5. contain information on the uncertainty of the system. The largest error in the system is the error in the
accuracy of the thermocouple.
Table 1: Simulated vs. Actual Temperatures and % Error
Location Simulated deg C Actual deg C % Error
Control on Support 24 24 0%
Reflective Surface 53 42 26%
Collector Surface 120 86 28%
Table 2: Uncertainty for Individual Components
Component Uncertainty
Thermocouple 1.5 deg C
DAQ .02 deg C
Table 3: Total Uncertainty for the System
Total Uncertainty
1.50013 deg C
Discussion
Error in the data was most likely caused by environmental effects. The day testing was
completed, there was wind that would affect the temperature readings. Simulated temperature values were
calculated without taking into account environmental effects. Errors may have also been caused by the
heater not being perfectly lined up with the focal point. During testing, the heater needed to be adjusted
with the sun movement, as the shadow of the building was continually covering up part of the oven as
time went on. During some points, the heater may not have been fully aligned for short periods of time,
which could affect the temperature readings.
The most reliable temperature data is most likely the measured data acquired during testing.

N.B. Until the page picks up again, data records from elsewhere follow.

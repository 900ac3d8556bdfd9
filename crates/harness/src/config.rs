//! Harness configuration, read from environment variables.

use std::env;
use std::path::PathBuf;
use std::str::FromStr;

use asteroid_sim::Frame;
use asteroid_server::START_DELAY_MS;

/// Loopback match configuration.
#[derive(Clone, Debug, PartialEq)]
pub struct HarnessConfig {
    /// Seeds the network and the bots.
    pub seed: u64,
    /// Stop once the server validated this many frames.
    pub max_frames: Frame,
    pub start_delay_ms: u64,
    /// Latency of every reliable packet.
    pub reliable_latency_ms: u64,
    /// Average latency of unreliable packets.
    pub unreliable_latency_ms: u64,
    /// Unreliable latency varies uniformly within `avg ± margin`.
    pub unreliable_margin_ms: u64,
    /// Probability of dropping an unreliable packet.
    pub packet_loss: f64,
    /// Log level (trace, debug, info, warn, error)
    pub log_level: String,
    /// Where to write the replay, if anywhere.
    pub replay_path: Option<PathBuf>,
    pub verify_replay: bool,
}

impl Default for HarnessConfig {
    fn default() -> Self {
        Self {
            seed: 1,
            max_frames: 1_500,
            start_delay_ms: START_DELAY_MS,
            reliable_latency_ms: 50,
            unreliable_latency_ms: 50,
            unreliable_margin_ms: 20,
            packet_loss: 0.05,
            log_level: "info".to_string(),
            replay_path: None,
            verify_replay: true,
        }
    }
}

impl HarnessConfig {
    /// Load configuration from environment variables. Unset variables keep
    /// their default.
    pub fn from_env() -> Result<Self, ConfigError> {
        Self::from_lookup(|key| env::var(key).ok())
    }

    /// Load configuration through `lookup`, one call per variable name.
    pub fn from_lookup(lookup: impl Fn(&str) -> Option<String>) -> Result<Self, ConfigError> {
        let defaults = Self::default();
        let config = Self {
            seed: parse(&lookup, "ASTEROID_SEED", defaults.seed)?,
            max_frames: parse(&lookup, "ASTEROID_MAX_FRAMES", defaults.max_frames)?,
            start_delay_ms: parse(&lookup, "ASTEROID_START_DELAY_MS", defaults.start_delay_ms)?,
            reliable_latency_ms: parse(
                &lookup,
                "ASTEROID_RELIABLE_LATENCY_MS",
                defaults.reliable_latency_ms,
            )?,
            unreliable_latency_ms: parse(
                &lookup,
                "ASTEROID_UNRELIABLE_LATENCY_MS",
                defaults.unreliable_latency_ms,
            )?,
            unreliable_margin_ms: parse(
                &lookup,
                "ASTEROID_UNRELIABLE_MARGIN_MS",
                defaults.unreliable_margin_ms,
            )?,
            packet_loss: parse(&lookup, "ASTEROID_PACKET_LOSS", defaults.packet_loss)?,
            log_level: lookup("LOG_LEVEL").unwrap_or(defaults.log_level),
            replay_path: lookup("ASTEROID_REPLAY_PATH").map(PathBuf::from),
            verify_replay: parse(&lookup, "ASTEROID_VERIFY_REPLAY", defaults.verify_replay)?,
        };

        if !(0.0..1.0).contains(&config.packet_loss) {
            return Err(ConfigError::OutOfRange {
                key: "ASTEROID_PACKET_LOSS",
                reason: "must be in [0, 1)",
            });
        }
        if config.unreliable_margin_ms > config.unreliable_latency_ms {
            return Err(ConfigError::OutOfRange {
                key: "ASTEROID_UNRELIABLE_MARGIN_MS",
                reason: "must not exceed the average latency",
            });
        }
        Ok(config)
    }
}

fn parse<T: FromStr>(
    lookup: &impl Fn(&str) -> Option<String>,
    key: &'static str,
    default: T,
) -> Result<T, ConfigError> {
    match lookup(key) {
        None => Ok(default),
        Some(value) => value
            .trim()
            .parse()
            .map_err(|_| ConfigError::Invalid { key, value }),
    }
}

/// Configuration errors
#[derive(Debug, thiserror::Error)]
pub enum ConfigError {
    #[error("invalid value for {key}: {value:?}")]
    Invalid { key: &'static str, value: String },

    #[error("{key} {reason}")]
    OutOfRange {
        key: &'static str,
        reason: &'static str,
    },
}

#[cfg(test)]
mod tests {
    use super::*;
    use std::collections::HashMap;

    fn lookup(vars: &[(&str, &str)]) -> impl Fn(&str) -> Option<String> {
        let vars: HashMap<String, String> = vars
            .iter()
            .map(|(key, value)| (key.to_string(), value.to_string()))
            .collect();
        move |key: &str| vars.get(key).cloned()
    }

    #[test]
    fn test_defaults_when_unset() {
        let config = HarnessConfig::from_lookup(lookup(&[])).unwrap();
        assert_eq!(config, HarnessConfig::default());
    }

    #[test]
    fn test_overrides() {
        let config = HarnessConfig::from_lookup(lookup(&[
            ("ASTEROID_SEED", "42"),
            ("ASTEROID_MAX_FRAMES", " 300 "),
            ("ASTEROID_PACKET_LOSS", "0.2"),
            ("ASTEROID_REPLAY_PATH", "/tmp/match.replay"),
            ("ASTEROID_VERIFY_REPLAY", "false"),
        ]))
        .unwrap();
        assert_eq!(config.seed, 42);
        assert_eq!(config.max_frames, 300);
        assert_eq!(config.packet_loss, 0.2);
        assert_eq!(config.replay_path, Some(PathBuf::from("/tmp/match.replay")));
        assert!(!config.verify_replay);
    }

    #[test]
    fn test_invalid_number() {
        let err = HarnessConfig::from_lookup(lookup(&[("ASTEROID_SEED", "abc")])).unwrap_err();
        assert!(matches!(
            err,
            ConfigError::Invalid {
                key: "ASTEROID_SEED",
                ..
            }
        ));
    }

    #[test]
    fn test_loss_out_of_range() {
        let err =
            HarnessConfig::from_lookup(lookup(&[("ASTEROID_PACKET_LOSS", "1.5")])).unwrap_err();
        assert!(matches!(err, ConfigError::OutOfRange { .. }));
    }

    #[test]
    fn test_margin_larger_than_latency() {
        let err = HarnessConfig::from_lookup(lookup(&[
            ("ASTEROID_UNRELIABLE_LATENCY_MS", "10"),
            ("ASTEROID_UNRELIABLE_MARGIN_MS", "20"),
        ]))
        .unwrap_err();
        assert!(matches!(
            err,
            ConfigError::OutOfRange {
                key: "ASTEROID_UNRELIABLE_MARGIN_MS",
                ..
            }
        ));
    }
}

While the simulated data is ideal, it is not guaranteed to reach the temperatures shown. The temperatures
acquired during testing with environmental effects and adjustment errors is a more reliable representation
of how well the heater performs.
Conclusions
In conclusion, building the solar water heater is very interesting where the team has gained a
great knowledge about how to apply what learned from the actual labs. Applying the knowledge gained
from the labs from calculations, and heat transfer theories helped the team build the project and how to
make it work. Most importantly, the team learned how to differentiate between the analytic data and the

6. experimental data and how to create a virtual instrument using LabView in order to collect the data for the
design. After analyzing the data and the results of this project, the team has build and understands a great
experience and knowledge of how the theories can work in reality and understand how to make it work.
The basis of building a low cost solar oven requires students to think critically about making the
most out of limited resources. This is incredibly important in industry because it is reality. There is only
so much that a company is willing to spend on a project and the engineer needs to be able to complete the
work at or under budget. The use of a data acquisition system for real life use is incredibly helpful.